Table 6: Memory Requirement for LILLIPUT with CLUTs

| Decoder        | Design   | Memory (Baseline) |          |                |  |
|----------------|----------|-------------------|----------|----------------|--|
| Configuration  | Design   | Х                 | Z        | Total          |  |
| [d = 4, m = 3] | Baseline | 5.75 MB           | 48 MB    | 53.75 MB       |  |
| [u - 4, m - 5] | W/ CLUT  | 245 KB            | 457 KB   | 702 KB (78.4x) |  |
| [d = 5, m = 2] | Baseline | 74 MB             | 74 MB    | 148 MB         |  |
| [u = 5, m = 2] | W/ CLUT  | 704.6 KB          | 704.6 KB | 1.38 MB (107x) |  |

## 8 RELATED WORK

Noisy quantum devices limit us from running most applications as hardware error rates are orders of magnitude higher than what can be tolerated at the application-level. In the near-term, quantum computers with few hundreds of qubits [63] promise computational advantages for certain domain-specific applications [12, 13, 28, 51] with support from software error-mitigation [20–22, 35, 36, 46, 47, 53–56, 59–61, 61, 65, 72, 73, 76, 79, 81, 82]. However, fault-tolerant quantum computers can solve a broader class of problems [48, 75] and consequently, real-system QEC studies are gaining momentum [6, 68, 70] with improving device qualities and availability of quantum hardware prototypes. In this section, we particularly discuss related work on decoders and compression and compare with LILLIPUT as appropriate.

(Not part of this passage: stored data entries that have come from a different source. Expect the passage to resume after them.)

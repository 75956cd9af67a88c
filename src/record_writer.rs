//! Output sink (SPEC_FULL.md §4.6): appends one NDJSON line per record to
//! the file named by its partition path. Compression, rollover, and
//! upload to `upload_path` are handled by an external process watching
//! `storage_path` — out of scope here, same as the teacher's own
//! `PartitionWriters` leaves `.ndjson` promotion as its sole output
//! contract and nothing downstream of it.

use std::collections::HashMap;
use std::fs::File;
use std::io::{BufWriter, Write};
use std::path::{Path, PathBuf};

use anyhow::{Context, Result};

use crate::util::open_append_with_backoff;

/// Sink for one partitioned output line at a time.
pub trait RecordWriter {
    fn write(&mut self, partition_path: &Path, line: &[u8]) -> Result<()>;
    fn flush(&mut self) -> Result<()>;
}

/// One append-mode buffered file handle per unique partition path, under
/// `root`. Handles are opened lazily and kept open for the life of the
/// writer; `max_open_handles` bounds how many stay open at once, evicting
/// (flushing and closing) the least-recently-used handle past that bound.
pub struct FileRecordWriter {
    root: PathBuf,
    max_open_handles: usize,
    handles: HashMap<PathBuf, BufWriter<File>>,
    lru: Vec<PathBuf>,
}

impl FileRecordWriter {
    pub fn new(root: impl Into<PathBuf>, max_open_handles: usize) -> Self {
        Self { root: root.into(), max_open_handles: max_open_handles.max(1), handles: HashMap::new(), lru: Vec::new() }
    }

    fn touch_lru(&mut self, key: &Path) {
        self.lru.retain(|p| p != key);
        self.lru.push(key.to_path_buf());
    }

    fn evict_if_needed(&mut self) -> Result<()> {
        while self.handles.len() > self.max_open_handles {
            let Some(oldest) = self.lru.first().cloned() else { break };
            self.lru.remove(0);
            if let Some(mut w) = self.handles.remove(&oldest) {
                w.flush().with_context(|| format!("flush {}", oldest.display()))?;
            }
        }
        Ok(())
    }
}

impl RecordWriter for FileRecordWriter {
    fn write(&mut self, partition_path: &Path, line: &[u8]) -> Result<()> {
        let full_path = self.root.join(partition_path);

        if !self.handles.contains_key(&full_path) {
            if let Some(parent) = full_path.parent() {
                std::fs::create_dir_all(parent).with_context(|| format!("create directory {}", parent.display()))?;
            }
            let file = open_append_with_backoff(&full_path, 16, 50).with_context(|| format!("open {}", full_path.display()))?;
            self.handles.insert(full_path.clone(), BufWriter::new(file));
            self.evict_if_needed()?;
        }

        self.touch_lru(&full_path);
        let writer = self.handles.get_mut(&full_path).expect("just inserted or already open");
        writer.write_all(line)?;
        writer.write_all(b"\n")?;
        Ok(())
    }

    fn flush(&mut self) -> Result<()> {
        for (path, w) in &mut self.handles {
            w.flush().with_context(|| format!("flush {}", path.display()))?;
        }
        Ok(())
    }
}

#[cfg(test)]
mod tests {
    use super::*;

    #[test]
    fn writes_lines_to_partitioned_files() {
        let dir = tempfile::tempdir().unwrap();
        let mut writer = FileRecordWriter::new(dir.path(), 4);

        writer.write(Path::new("release/42"), br#"{"a":1}"#).unwrap();
        writer.write(Path::new("beta/7"), br#"{"b":2}"#).unwrap();
        writer.write(Path::new("release/42"), br#"{"a":2}"#).unwrap();
        writer.flush().unwrap();

        let release = std::fs::read_to_string(dir.path().join("release/42")).unwrap();
        assert_eq!(release, "{\"a\":1}\n{\"a\":2}\n");
        let beta = std::fs::read_to_string(dir.path().join("beta/7")).unwrap();
        assert_eq!(beta, "{\"b\":2}\n");
    }

    #[test]
    fn evicts_least_recently_used_handle_past_bound() {
        let dir = tempfile::tempdir().unwrap();
        let mut writer = FileRecordWriter::new(dir.path(), 1);

        writer.write(Path::new("a"), b"1").unwrap();
        writer.write(Path::new("b"), b"2").unwrap();
        assert_eq!(writer.handles.len(), 1, "oldest handle should have been evicted");

        writer.write(Path::new("a"), b"3").unwrap();
        writer.flush().unwrap();
        let a = std::fs::read_to_string(dir.path().join("a")).unwrap();
        assert_eq!(a, "1\n3\n", "re-opening in append mode must not truncate prior content");
    }
}
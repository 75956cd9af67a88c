//! Histogram schema shapes (spec.md §4.2): a `HistogramDefinition` maps a
//! bucket's declared lower bound to its positional index; a `Histogram` is
//! a named set of those definitions, as parsed from one schema JSON file.

use std::collections::HashMap;

use serde_json::Value;

use crate::error::SchemaError;

/// One histogram's shape: kind, range, and the lower-bound → index map.
#[derive(Debug, Clone)]
pub struct HistogramDefinition {
    pub kind: i64,
    pub min: i64,
    pub max: i64,
    bucket_count: i64,
    buckets: HashMap<i64, usize>,
}

impl HistogramDefinition {
    fn parse(value: &Value) -> Result<Self, SchemaError> {
        let kind = value
            .get("kind")
            .and_then(Value::as_str)
            .ok_or_else(|| SchemaError::BadSchema("kind element is missing".into()))?
            .parse::<i64>()
            .map_err(|_| SchemaError::BadSchema("kind element is not an integer".into()))?;
        let min = value
            .get("min")
            .and_then(Value::as_i64)
            .ok_or_else(|| SchemaError::BadSchema("min element is missing".into()))?;
        let max = value
            .get("max")
            .and_then(Value::as_i64)
            .ok_or_else(|| SchemaError::BadSchema("max element is missing".into()))?;
        let bucket_count = value
            .get("bucket_count")
            .and_then(Value::as_i64)
            .ok_or_else(|| SchemaError::BadSchema("bucket_count element is missing".into()))?;
        let bucket_values = value
            .get("buckets")
            .and_then(Value::as_array)
            .ok_or_else(|| SchemaError::BadSchema("buckets element must be an array".into()))?;

        if bucket_values.len() as i64 != bucket_count {
            return Err(SchemaError::LengthMismatch { declared: bucket_count, actual: bucket_values.len() });
        }

        let mut buckets = HashMap::with_capacity(bucket_values.len());
        for (index, b) in bucket_values.iter().enumerate() {
            let lower_bound = b
                .as_i64()
                .ok_or_else(|| SchemaError::BadSchema("buckets element must be an integer".into()))?;
            buckets.insert(lower_bound, index);
        }

        Ok(Self { kind, min, max, bucket_count, buckets })
    }

    /// Index of the bucket whose declared lower bound is `lower_bound`, or
    /// `None` if no such bucket exists in this definition.
    pub fn index_for(&self, lower_bound: i64) -> Option<usize> {
        self.buckets.get(&lower_bound).copied()
    }

    pub fn bucket_count(&self) -> i64 {
        self.bucket_count
    }
}

/// A named set of histogram definitions, parsed from a schema file's
/// top-level `histograms` object.
#[derive(Debug, Clone, Default)]
pub struct Histogram {
    definitions: HashMap<String, HistogramDefinition>,
}

impl Histogram {
    pub fn parse(value: &Value) -> Result<Self, SchemaError> {
        let histograms = value
            .get("histograms")
            .ok_or_else(|| SchemaError::BadSchema("histograms element is missing".into()))?;
        let object = histograms.as_object().ok_or(SchemaError::NotAnObject)?;

        let mut definitions = HashMap::with_capacity(object.len());
        for (name, def) in object {
            definitions.insert(name.clone(), HistogramDefinition::parse(def)?);
        }
        Ok(Self { definitions })
    }

    pub fn get(&self, name: &str) -> Option<&HistogramDefinition> {
        self.definitions.get(name)
    }
}
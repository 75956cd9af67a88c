//! Outer driver: loads an `IngestConfig`, processes every file directly
//! under `input_directory` serially, and logs a throughput summary.
//!
//! Deliberately no inotify/signal handling or thread-pool fan-out here —
//! those belong to the external process that watches `storage_path` and
//! `upload_path` (spec.md §1 Non-goals). One invocation is one batch pass.

use std::fs::File;
use std::io::BufReader;
use std::time::Instant;

use anyhow::{Context, Result};
use walkdir::WalkDir;

use telemetry_ingest::{
    init_tracing_once, DimensionSchema, FileRecordWriter, HistogramCache, IngestConfig, IngestMetrics, Pipeline,
    TcpSchemaFetcher,
};

const MAX_OPEN_PARTITION_HANDLES: usize = 64;

fn main() -> Result<()> {
    init_tracing_once();

    let config_path = std::env::args().nth(1).ok_or_else(|| anyhow::anyhow!("usage: telemetry-ingest <config.json>"))?;
    let config = IngestConfig::load(&config_path).with_context(|| format!("load config {config_path}"))?;

    let schema_bytes = std::fs::read(&config.telemetry_schema)
        .with_context(|| format!("read dimension schema {}", config.telemetry_schema.display()))?;
    let schema_value: serde_json::Value = serde_json::from_slice(&schema_bytes).context("parse dimension schema")?;
    let dimension_schema = DimensionSchema::parse(&schema_value).context("load dimension schema")?;

    let (host, port) = config.schema_server_addr();
    let cache = HistogramCache::new(host, port, TcpSchemaFetcher);
    let writer = FileRecordWriter::new(&config.storage_path, MAX_OPEN_PARTITION_HANDLES);
    let mut pipeline = Pipeline::new(cache, dimension_schema, writer);

    let mut metrics = IngestMetrics::default();
    let started = Instant::now();

    let entries: Vec<_> = WalkDir::new(&config.input_directory)
        .min_depth(1)
        .max_depth(1)
        .into_iter()
        .filter_map(|e| e.ok())
        .filter(|e| e.file_type().is_file())
        .collect();

    tracing::info!(count = entries.len(), directory = %config.input_directory.display(), "discovered input files");

    for entry in entries {
        let path = entry.path();
        tracing::debug!(file = %path.display(), "processing file");
        let file = File::open(path).with_context(|| format!("open {}", path.display()))?;
        pipeline.process_reader(BufReader::new(file), &mut metrics).with_context(|| format!("process {}", path.display()))?;
    }

    metrics.finish(started.elapsed()).log("batch");
    Ok(())
}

Decoders for QEC: Developing accurate and fast decoders for QEC have been an area of research for several years. Recently, various hardware decoders [19, 39, 84] have been proposed for real-time decoding. However, these decoders have lower accuracy or rely on emerging technologies. In contrast, LILLIPUT is accurate, requires a constant latency, is reconfigurable, and can be seamlessly integrated with existing quantum systems, making it an ideal candidate in near future. Tomita et al. first investigated software LUT decoders using a fixed set of rules to determine the error assignments [83]. However, this design is only limited to distance 3 surface codes and 3 cycles. In contrast, LILLIPUT is an end-to-end solution that uses MWPM, accounts for device error models, and can be implemented over a wide number of configurations and QEC cycles. Most recently, Ryan-Anderson et al. used software decoders to achieve real-time decoding for color codes on trapped-ion systems [70]. However, this design requires access to general-purpose CPUs with the associated overhead in time for transferring data. Unfortunately, superconducting qubits may not tolerate such large latencies because unlike trapped ions, superconducting qubits can retain information for only a few microseconds. LILLIPUT on the other hand is more versatile and can be adapted to both device technologies. In general, there is no widely accepted standard decoding algorithm for color codes similar to MWPM for surface codes [16, 43].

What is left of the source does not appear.